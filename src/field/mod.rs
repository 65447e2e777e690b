//! Attribute descriptors.
//!
//! A `Field` is an immutable declaration (visibility, fill/resolve
//! behavior, rules) plus one runtime slot, `value`, populated when the field
//! is resolved against a record.

pub mod collection;
pub mod item;
pub mod relation;

use serde::Serialize;
use serde_json::{json, Map, Value};
use std::fmt;
use std::sync::Arc;

use crate::record::Record;
use crate::request::AdminRequest;
use crate::types::RequestContext;
use crate::validation::Rule;

pub use collection::FieldCollection;
pub use item::{flatten, FieldItem, PanelMeta, PanelRef, TabRef};
pub use relation::{singular, PivotSpec, Relation, RelationKind};

pub type RequestPredicate = Arc<dyn Fn(&AdminRequest) -> bool + Send + Sync>;
pub type RecordPredicate = Arc<dyn Fn(&AdminRequest, &Record) -> bool + Send + Sync>;
/// `(stored value, record) -> display value`
pub type ResolveCallback = Arc<dyn Fn(&Value, &Record) -> Value + Send + Sync>;
/// `(request, record, attribute, submitted value)`
pub type FillCallback = Arc<dyn Fn(&AdminRequest, &mut Record, &str, Option<&Value>) + Send + Sync>;
/// Adjust a field from sibling values submitted with the form
pub type DependsOnCallback = Arc<dyn Fn(&mut Field, &Map<String, Value>) + Send + Sync>;
/// Release whatever the field owns before its record is hard-deleted
pub type DeleteCallback = Arc<dyn Fn(&Record) -> Result<(), String> + Send + Sync>;

#[derive(Clone)]
pub enum Visibility {
    Always,
    Never,
    When(RecordPredicate),
}

impl Visibility {
    pub fn check(&self, req: &AdminRequest, record: &Record) -> bool {
        match self {
            Visibility::Always => true,
            Visibility::Never => false,
            Visibility::When(predicate) => predicate(req, record),
        }
    }

    fn from_bool(shown: bool) -> Self {
        if shown {
            Visibility::Always
        } else {
            Visibility::Never
        }
    }
}

impl fmt::Debug for Visibility {
    fn fmt(&self, f: &mut fmt::Formatter<'_>) -> fmt::Result {
        match self {
            Visibility::Always => f.write_str("Always"),
            Visibility::Never => f.write_str("Never"),
            Visibility::When(_) => f.write_str("When(..)"),
        }
    }
}

#[derive(Debug, Clone, PartialEq, Serialize)]
pub struct SelectOption {
    pub value: Value,
    pub label: String,
}

impl SelectOption {
    pub fn new(value: impl Into<Value>, label: impl Into<String>) -> Self {
        Self {
            value: value.into(),
            label: label.into(),
        }
    }
}

#[derive(Debug, Clone)]
pub enum FieldKind {
    Id,
    Text,
    Textarea,
    Number,
    Boolean,
    Select(Vec<SelectOption>),
    DateTime,
    Relation(Relation),
    /// Display-only heading inside a form
    Heading,
    /// Value produced by a resolve callback, never stored
    Computed,
}

impl FieldKind {
    pub fn component(&self) -> &'static str {
        match self {
            FieldKind::Id => "id-field",
            FieldKind::Text => "text-field",
            FieldKind::Textarea => "textarea-field",
            FieldKind::Number => "number-field",
            FieldKind::Boolean => "boolean-field",
            FieldKind::Select(_) => "select-field",
            FieldKind::DateTime => "date-time-field",
            FieldKind::Relation(relation) => relation.kind.component(),
            FieldKind::Heading => "heading-field",
            FieldKind::Computed => "text-field",
        }
    }
}

#[derive(Clone)]
pub struct Field {
    pub name: String,
    /// Input, rule and display key
    pub attribute: String,
    pub kind: FieldKind,
    pub panel: Option<PanelRef>,
    pub tab: Option<TabRef>,
    /// Rendered as its own one-field panel
    pub as_panel: bool,
    /// Declared on a many-to-many join row
    pub pivot: bool,
    /// Shown as a related listing rather than a value
    pub listable: bool,
    pub sortable: bool,
    pub filterable: bool,
    pub nullable: bool,
    pub fillable: bool,
    pub help_text: Option<String>,
    pub default_value: Option<Value>,
    /// Hidden by a depends-on callback for the current form state
    pub hidden: bool,
    /// Resolved value slot
    pub value: Value,
    pub rules: Vec<Rule>,
    pub creation_rules: Vec<Rule>,
    pub update_rules: Vec<Rule>,
    pub depends_on: Vec<String>,

    pub(crate) show_on_index: Visibility,
    pub(crate) show_on_detail: Visibility,
    pub(crate) show_on_creation: Visibility,
    pub(crate) show_on_update: Visibility,
    pub(crate) see_callback: Option<RequestPredicate>,
    pub(crate) readonly_callback: Option<RequestPredicate>,
    pub(crate) resolve_callback: Option<ResolveCallback>,
    pub(crate) fill_callback: Option<FillCallback>,
    pub(crate) depends_on_callback: Option<DependsOnCallback>,
    pub(crate) delete_callback: Option<DeleteCallback>,
}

*-*-*

Directions ::
Which lines of the data include "DeleteCallback"? Copy each of them.

Written solution ::
pub type DeleteCallback = Arc<dyn Fn(&Record) -> Result<(), String> + Send + Sync>;
    pub(crate) delete_callback: Option<DeleteCallback>,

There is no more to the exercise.